Is it a headache or a non-issue
Some rare systems use monotonic oscillator seconds and ignore the earth rotation second, but if you ever have to translate those to real time, you get an accumulating disaster over time and it’s generally regarded as not a good idea.
I believe in the US this error correction has been discontinued in the East and in Texas, but is still done in the West for some kind of non-clock "inadvertent interchange" reasons I don't understand.
Meanwhile....
International timekeepers to vote on changing the leap second to a leap hour
https://www.scientificamerican.com/article/international-tim... (https://archive.ph/GnQUj https://news.ycombinator.com/item?id=48842329)

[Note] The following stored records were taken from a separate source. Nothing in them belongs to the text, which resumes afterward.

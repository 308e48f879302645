// Copyright (c) 2025 Geoffrey Huntley <ghuntley@ghuntley.com>. All rights reserved.
// SPDX-License-Identifier: Proprietary

//! Policy enforcement entry point.
//!
//! [`PolicyRunner::run`] resolves the container for a target and evaluates
//! it against the current actor:
//!
//! 1. **Resolve**: exact key match against the published snapshot
//! 2. **Missing target**: allowed when `ignore_missing_configuration` is set,
//!    otherwise a [`ConfigurationError::MissingPolicyConfiguration`]
//! 3. **Evaluate**: policies in declaration order; the first violation wins
//!
//! Each call is independent and does not touch any lock beyond cloning the
//! snapshot pointer.

use serde::{Deserialize, Serialize};
use std::sync::Arc;
use tracing::{debug, instrument};

use crate::configuration::{ConfigurationSnapshot, SecurityConfiguration};
use crate::context::SecurityContext;
use crate::error::{ConfigurationError, PolicyViolation};
use crate::types::TargetKey;

/// Outcome of enforcing a target.
#[must_use]
#[derive(Debug, Clone, PartialEq, Eq, Serialize, Deserialize)]
#[serde(tag = "outcome", content = "violation", rename_all = "snake_case")]
pub enum Decision {
	Allowed,
	Denied(PolicyViolation),
}

impl Decision {
	pub fn is_allowed(&self) -> bool {
		matches!(self, Decision::Allowed)
	}

	pub fn is_denied(&self) -> bool {
		!self.is_allowed()
	}

	/// The violation behind a denial.
	pub fn violation(&self) -> Option<&PolicyViolation> {
		match self {
			Decision::Allowed => None,
			Decision::Denied(violation) => Some(violation),
		}
	}

	/// Converts to a `Result` for callers that want `?` on denials.
	pub fn into_result(self) -> Result<(), PolicyViolation> {
		match self {
			Decision::Allowed => Ok(()),
			Decision::Denied(violation) => Err(violation),
		}
	}
}

/// Enforces a shared [`SecurityConfiguration`].
#[derive(Debug, Clone)]
pub struct PolicyRunner {
	configuration: Arc<SecurityConfiguration>,
}

impl PolicyRunner {
	pub fn new(configuration: Arc<SecurityConfiguration>) -> Self {
		Self { configuration }
	}

	pub fn configuration(&self) -> &Arc<SecurityConfiguration> {
		&self.configuration
	}

	/// Decides whether the current actor may reach `target`.
	///
	/// # Errors
	///
	/// [`ConfigurationError::MissingPolicyConfiguration`] when no container
	/// matches and missing configuration is not ignored.
	pub fn run(
		&self,
		target: &TargetKey,
		context: &dyn SecurityContext,
	) -> Result<Decision, ConfigurationError> {
		evaluate(&self.configuration.snapshot(), target, context)
	}
}

/// Evaluates `target` against a fixed snapshot.
///
/// Pure function: the same snapshot, target and context always produce the
/// same result.
#[instrument(
	level = "debug",
	skip(snapshot, target, context),
	fields(
		target = %target,
		authenticated = context.is_authenticated(),
	)
)]
pub fn evaluate(
	snapshot: &ConfigurationSnapshot,
	target: &TargetKey,
	context: &dyn SecurityContext,
) -> Result<Decision, ConfigurationError> {
	let Some(container) = snapshot.container(target) else {
		if snapshot.ignore_missing_configuration() {
			debug!("no policy container, missing configuration ignored");
			return Ok(Decision::Allowed);
		}
		return Err(ConfigurationError::MissingPolicyConfiguration {
			target: target.clone(),
		});
	};

	match container.enforce(context) {
		Ok(()) => {
			debug!(policies = container.len(), "access allowed");
			Ok(Decision::Allowed)
		}
		Err(violation) => {
			debug!(kind = %violation.kind, message = %violation.message, "access denied");
			Ok(Decision::Denied(violation))
		}
	}
}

In practice it will never affect anyone because it's a legal fiction, but even if you pretend to believe we would actually introduce this "leap hour" it would be in the distant future long after we're all dead and if there are still humans who have any idea the year 2026 happened they're not sure which of Donald Trump, Taylor Swift, Tony Stark and John McClane were real people.
They should live in the same abstraction layer that does leap days and daylight savings: the time zones.
>
> from 2017 January 1, 0h UTC, until further notice : UTC-TAI = -37s
This means the atomic clock is behind the solar clock by 37 seconds? I also don’t understand the reference to 2017.
My guess is that is when they last changed the offset, so the -37s has been in effect since then.
"Because the Earth's rotational speed varies in response to climatic and geological events, UTC leap seconds are irregularly spaced and not precisely predictable."
Earths rotation has been unusually fast lately. So there is not enough drift to warrant a leap second.
Even the titles are sci-fi.
Pandemic -> more people working from home -> less people in tall office buildings -> faster rotation (like a skater pulling in their arms).
Probably not remotely true but it would be funny.